André Santos

Personal information
- Full name: André Antunes Santos
- Date of birth: 20 July 1988 (age 37)
- Place of birth: Torres Vedras, Portugal
- Height: 1.80 m (5 ft 11 in)
- Position: Midfielder; right back;

Team information
- Current team: Caldas

Youth career
- 1996–1999: Torreense
- 1999–2005: Benfica
- 2005–2007: Porto

Senior career*
- Years: Team / Apps / (Gls)
- 2007–2009: Torreense / 54 / (2)
- 2009: Aljustrelense / 6 / (1)
- 2010: Monsanto / 17 / (0)
- 2010–2011: Sertanense / 25 / (0)
- 2011–2012: Torreense / 27 / (0)
- 2012–2013: Feirense / 38 / (0)
- 2014: Lourinhanense / 12 / (0)
- 2014–: Caldas / 141 / (15)

International career
- 2005: Portugal U17 / 2 / (0)
- 2005–2006: Portugal U18 / 7 / (0)
- 2006–2007: Portugal U19 / 7 / (0)

= André Santos (footballer, born 1988) =

Portuguese footballer

André Antunes Santos (born 20 July 1988) is a Portuguese professional footballer who plays for Caldas S.C. as a midfielder or a right back.

==Club career==
Born in Torres Vedras, Lisbon District, Santos spent the vast majority of his senior career in the third division after starting out at local club S.C.U. Torreense. In 2012, he signed with C.D. Feirense from the Segunda Liga.

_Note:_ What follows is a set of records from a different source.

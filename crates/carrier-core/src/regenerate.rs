//! Re-encoding one image into the NAL payload a plain encode would produce

use crate::substitute::read_unit_payload;
use carrier_common::{CarrierError, Result, NAL_TYPE_IDR};
use carrier_nal::{Advance, NalBackend};
use carrier_transcode::{EncoderSettings, Transcoder};
use image::{ImageFormat, RgbImage};
use std::path::Path;
use tempfile::TempDir;
use tracing::debug;

/// Produces the I-frame payload for a recovered image
pub trait PayloadRegenerator {
    fn regenerate(&mut self, image: &RgbImage, settings: &EncoderSettings) -> Result<Vec<u8>>;
}

impl<R: PayloadRegenerator + ?Sized> PayloadRegenerator for &mut R {
    fn regenerate(&mut self, image: &RgbImage, settings: &EncoderSettings) -> Result<Vec<u8>> {
        (**self).regenerate(image, settings)
    }
}

/// Payload of the first IDR unit in an elementary stream
pub fn first_idr_payload(backend: &dyn NalBackend, path: &Path) -> Result<Vec<u8>> {
    let mut stream = backend.open(path, None)?;
    while stream.advance()? == Advance::Unit {
        if stream.unit_type()? == NAL_TYPE_IDR {
            let payload = read_unit_payload(stream.as_ref())?;
            stream.close()?;
            return Ok(payload);
        }
    }
    stream.close()?;
    Err(CarrierError::Regeneration(format!(
        "{} contains no I-frame",
        path.display()
    )))
}

/// Single-frame path: PNG -> one-frame clip -> elementary stream -> first IDR payload
///
/// The clip is written with [`EncoderSettings::intermediate`] and the stream
/// with the carried settings, the same two passes encode ran.
pub struct SingleFrameEncoder<B> {
    transcoder: Transcoder,
    backend: B,
    scratch: TempDir,
}

impl<B: NalBackend> SingleFrameEncoder<B> {
    pub fn new(transcoder: Transcoder, backend: B) -> Result<Self> {
        let scratch = tempfile::Builder::new()
            .prefix("iframe-carrier-")
            .tempdir()?;
        Ok(Self {
            transcoder,
            backend,
            scratch,
        })
    }
}

impl<B: NalBackend> PayloadRegenerator for SingleFrameEncoder<B> {
    fn regenerate(&mut self, image: &RgbImage, settings: &EncoderSettings) -> Result<Vec<u8>> {
        let still = self.scratch.path().join("still.png");
        let clip = self.scratch.path().join("still.mp4");
        let stream = self.scratch.path().join("still.264");

        image.save_with_format(&still, ImageFormat::Png)?;
        self.transcoder
            .encode_still(&still, &clip, &settings.intermediate())?;
        self.transcoder.transcode(&clip, &stream, settings, None)?;
        let payload = first_idr_payload(&self.backend, &stream);

        for path in [&still, &clip, &stream] {
            let _ = std::fs::remove_file(path);
        }

        let payload = payload?;
        debug!(
            "Regenerated {}x{} image into {} byte I-frame",
            image.width(),
            image.height(),
            payload.len()
        );
        Ok(payload)
    }
}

Santos made his professional debut on 11 August 2012, playing 55 minutes in the 1–3 league loss away against C.F. Os Belenenses. During his one-and-a-half-year tenure at the Estádio Marcolino de Castro, he appeared in 46 competitive matches.

In the summer of 2014, Santos returned to the third level after joining Caldas SC.